Why would anyone of sound mind ever contemplate doing a retail turnaround? The reality is that if you pursue a career in retail, the volatile nature of this sector means that you are more likely than not to spend some of your career in a business undertaking a turnaround.
As someone who has specialised in business turnarounds for much of my career I can give you many reasons why you might want to avoid this experience. There is the stress of not knowing whether what you are planning will work. There are the difficult and often very painful decisions that need to be made. And there is the reputational battering throughout the process that only abates when you finally come out the other side.
Turnarounds are, by their nature, risky enterprises. Your starting point is always a business that is in trouble. Perhaps the worst aspect of the turnaround role, though, is the way that these businesses attract attention from some rather unsavoury characters.

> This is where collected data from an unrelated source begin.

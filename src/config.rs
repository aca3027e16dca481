//! Persisted annotation-task configuration.
//!
//! Stores the task's model type, the resolved annotation directory, and the
//! most recently used label, as a small versioned JSON file.

use std::path::{Path, PathBuf};

use serde::{Deserialize, Serialize};

use crate::model::TaskKind;

/// Current configuration file format version.
/// Increment this when making breaking changes to the config format.
pub const CONFIG_VERSION: u32 = 1;

/// Task configuration that survives across sessions.
#[derive(Debug, Clone, Serialize, Deserialize)]
pub struct CanvasConfig {
    /// Version of the configuration file format
    pub version: u32,

    /// Model type of the task (drives tool gating and shape reconstruction)
    pub task: TaskKind,

    /// Directory holding the annotation sidecar files, once chosen
    #[serde(default)]
    pub annotation_dir: Option<PathBuf>,

    /// Most recently assigned label, seeding the label prompt
    #[serde(default)]
    pub last_label: Option<String>,
}

impl CanvasConfig {
    /// Create a new configuration for a task type.
    pub fn new(task: TaskKind) -> Self {
        Self {
            version: CONFIG_VERSION,
            task,
            annotation_dir: None,
            last_label: None,
        }
    }

    /// Serialize the configuration to JSON.
    pub fn to_json(&self) -> Result<String, serde_json::Error> {
        serde_json::to_string_pretty(self)
    }

    /// Deserialize configuration from JSON, rejecting files written by a
    /// newer version of the format.
    pub fn from_json(json: &str) -> Result<Self, ConfigError> {
        let config: Self = serde_json::from_str(json)?;
        if config.version > CONFIG_VERSION {
            return Err(ConfigError::VersionTooNew {
                file_version: config.version,
                supported_version: CONFIG_VERSION,
            });
        }
        Ok(config)
    }

    /// Default config file path under the user configuration directory.
    pub fn default_path() -> Option<PathBuf> {
        if let Some(config_dir) = dirs::config_dir() {
            Some(config_dir.join("labelcanvas").join("config.json"))
        } else {
            dirs::home_dir().map(|home| {
                home.join(".config").join("labelcanvas").join("config.json")
            })
        }
    }

    /// Try to load configuration from a path.
    /// Returns None if the file doesn't exist or can't be parsed.
    pub fn load_from(path: &Path) -> Option<Self> {
        if !path.exists() {
            log::debug!("no config file found at {:?}", path);
            return None;
        }
        match std::fs::read_to_string(path) {
            Ok(json) => match Self::from_json(&json) {
                Ok(config) => {
                    log::info!("loaded configuration from {:?}", path);
                    Some(config)
                }
                Err(e) => {
                    log::warn!("failed to parse config file {:?}: {}", path, e);
                    None
                }
            },
            Err(e) => {
                log::warn!("failed to read config file {:?}: {}", path, e);
                None
            }
        }
    }

    /// Save configuration to a path, creating parent directories as needed.
    pub fn save_to(&self, path: &Path) -> Result<(), ConfigError> {
        if let Some(parent) = path.parent() {
            std::fs::create_dir_all(parent)?;
        }
        let json = self.to_json().map_err(ConfigError::ParseError)?;
        std::fs::write(path, json)?;
        log::info!("saved configuration to {:?}", path);
        Ok(())
    }
}

impl Default for CanvasConfig {
    fn default() -> Self {
        Self::new(TaskKind::default())
    }
}

/// Errors that can occur when loading or saving configuration.
#[derive(Debug, thiserror::Error)]
pub enum ConfigError {
    /// JSON parsing error
    #[error("failed to parse configuration: {0}")]
    ParseError(#[from] serde_json::Error),

    /// Configuration version is newer than supported
    #[error(
        "configuration file version {file_version} is newer than supported version {supported_version}"
    )]
    VersionTooNew {
        file_version: u32,
        supported_version: u32,
    },

    /// I/O error when reading/writing config
    #[error("I/O error: {0}")]
    IoError(#[from] std::io::Error),
}

#[cfg(test)]
mod tests {
    use super::*;

    #[test]
    fn test_json_round_trip() {
        let mut config = CanvasConfig::new(TaskKind::Obb);
        config.annotation_dir = Some(PathBuf::from("/data/labels"));
        config.last_label = Some("car".into());

        let json = config.to_json().unwrap();
        let back = CanvasConfig::from_json(&json).unwrap();
        assert_eq!(back.task, TaskKind::Obb);
        assert_eq!(back.annotation_dir, Some(PathBuf::from("/data/labels")));
        assert_eq!(back.last_label.as_deref(), Some("car"));
    }

    #[test]
    fn test_newer_version_rejected() {
        let json = format!(
            "{{\"version\": {}, \"task\": \"detect\"}}",
            CONFIG_VERSION + 1
        );
        assert!(matches!(
            CanvasConfig::from_json(&json),
            Err(ConfigError::VersionTooNew { .. })
        ));
    }

    #[test]
    fn test_missing_optional_fields_default() {
        let json = "{\"version\": 1, \"task\": \"segment\"}";
        let config = CanvasConfig::from_json(json).unwrap();
        assert_eq!(config.task, TaskKind::Segment);
        assert!(config.annotation_dir.is_none());
        assert!(config.last_label.is_none());
    }

    #[test]
    fn test_save_and_load() {
        let dir = tempfile::tempdir().unwrap();
        let path = dir.path().join("nested").join("config.json");
        let config = CanvasConfig::new(TaskKind::Pose);
        config.save_to(&path).unwrap();

        let loaded = CanvasConfig::load_from(&path).unwrap();
        assert_eq!(loaded.task, TaskKind::Pose);
        assert!(CanvasConfig::load_from(&dir.path().join("absent.json")).is_none());
    }
}
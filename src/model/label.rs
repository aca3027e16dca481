//! Label set: ordered label names with display colors.
//!
//! Insertion order is significant: a label's position in the set is the
//! numeric class index written to annotation files, so the set is backed by a
//! `Vec` rather than a map.

/// A label category with a display color.
#[derive(Debug, Clone, PartialEq)]
pub struct Label {
    pub name: String,
    /// RGB color shared (by value) with every shape tagged with this label.
    pub color: [u8; 3],
}

impl Label {
    pub fn new(name: impl Into<String>, color: [u8; 3]) -> Self {
        Self {
            name: name.into(),
            color,
        }
    }
}

/// The ordered label -> color mapping for one annotation session.
#[derive(Debug, Clone, Default)]
pub struct LabelSet {
    labels: Vec<Label>,
    /// Most recently assigned label, used to seed the label prompt.
    last_used: Option<String>,
}

impl LabelSet {
    pub fn new() -> Self {
        Self::default()
    }

    /// Rebuild from an ordered list of names (classes file contents).
    pub fn from_names<I, S>(names: I) -> Self
    where
        I: IntoIterator<Item = S>,
        S: AsRef<str>,
    {
        let mut set = Self::new();
        for name in names {
            set.add(name.as_ref());
        }
        set
    }

    /// Number of labels.
    pub fn len(&self) -> usize {
        self.labels.len()
    }

    pub fn is_empty(&self) -> bool {
        self.labels.is_empty()
    }

    /// Labels in stable (class-index) order.
    pub fn iter(&self) -> impl Iterator<Item = &Label> {
        self.labels.iter()
    }

    pub fn get(&self, name: &str) -> Option<&Label> {
        self.labels.iter().find(|l| l.name == name)
    }

    pub fn contains(&self, name: &str) -> bool {
        self.get(name).is_some()
    }

    /// Class index of a label (its line number in the classes file).
    pub fn index_of(&self, name: &str) -> Option<usize> {
        self.labels.iter().position(|l| l.name == name)
    }

    /// Label name at a class index.
    pub fn name_at(&self, index: usize) -> Option<&str> {
        self.labels.get(index).map(|l| l.name.as_str())
    }

    pub fn color_of(&self, name: &str) -> Option<[u8; 3]> {
        self.get(name).map(|l| l.color)
    }

    /// Add a label if it is not present, generating a well-spread color from
    /// its position. Returns the label's color either way.
    pub fn add(&mut self, name: &str) -> [u8; 3] {
        if let Some(label) = self.get(name) {
            return label.color;
        }
        let color = generate_color(self.labels.len());
        self.labels.push(Label::new(name, color));
        color
    }

    /// Remove a label by name. Class indices of later labels shift down, so
    /// callers must rewrite annotation files that reference them.
    pub fn remove(&mut self, name: &str) -> Option<Label> {
        let idx = self.index_of(name)?;
        if self.last_used.as_deref() == Some(name) {
            self.last_used = None;
        }
        Some(self.labels.remove(idx))
    }

    /// Change a label's color. Returns false if the label is unknown.
    /// Propagation to existing shapes is the scene's job.
    pub fn set_color(&mut self, name: &str, color: [u8; 3]) -> bool {
        match self.labels.iter_mut().find(|l| l.name == name) {
            Some(label) => {
                label.color = color;
                true
            }
            None => false,
        }
    }

    /// The most-recently-used label, seeding the label prompt.
    pub fn last_used(&self) -> Option<&str> {
        self.last_used.as_deref()
    }

    pub fn set_last_used(&mut self, name: impl Into<String>) {
        self.last_used = Some(name.into());
    }
}

/// Generate a display color for the label at `index` using the golden angle
/// for good hue distribution.
fn generate_color(index: usize) -> [u8; 3] {
    let hue = (index as f32 * 137.5) % 360.0;
    hsv_to_rgb(hue, 0.7, 0.9)
}

/// Convert HSV (h in degrees, s and v in 0-1) to RGB bytes.
fn hsv_to_rgb(h: f32, s: f32, v: f32) -> [u8; 3] {
    let c = v * s;
    let x = c * (1.0 - ((h / 60.0) % 2.0 - 1.0).abs());
    let m = v - c;

    let (r, g, b) = if h < 60.0 {
        (c, x, 0.0)
    } else if h < 120.0 {
        (x, c, 0.0)
    } else if h < 180.0 {
        (0.0, c, x)
    } else if h < 240.0 {
        (0.0, x, c)
    } else if h < 300.0 {
        (x, 0.0, c)
    } else {
        (c, 0.0, x)
    };

    [
        ((r + m) * 255.0).round() as u8,
        ((g + m) * 255.0).round() as u8,
        ((b + m) * 255.0).round() as u8,
    ]
}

Every ecosystem has its parasites and scavengers and capitalism is no different. It is still disheartening to experience individuals and companies deliberately attempting to destabilise a business in the hope of being able to reap some form of benefit. Most of the turnarounds I have led have, at one stage or another, attracted the attention of such individuals.
In this respect I have enormous sympathy with the management team at the JJB turnaround who are dealing with unprecedented storms around them while they try to get on with the very tough day job of restoring that company to health.
But there are many positives too. In my view these outweigh the many disadvantages of a turnaround. There is the satisfaction when you finally succeed. There is no better feeling than having pitched oneself against adversity and won.
There is the adrenalin that such business situations create. It would be hard to be as engaged or as excited by a business in a steady state where the brief was to deliver incremental improvement rather than revolutionary change.
But there is one overwhelming positive of becoming involved in a business turnaround that should be noted: the insight into the resilience and determination of human nature in the face of adversity is profoundly uplifting. To experience a team of people forget their differences and pull together in a common cause. To see politics and rivalry put to one side as people concentrate on what really matters. To watch the grace and maturity with which people at all levels of the organisation handle difficult news and uncertainty. These are the positive experiences that make a turnaround worthwhile.
In my view no career is really complete until you have spent time in a business turnaround. Business, at its heart, is about understanding human nature. You will see all extremes of human nature when you take part in a turnaround but in my view you will experience considerably more good than bad. There are few better learning experiences.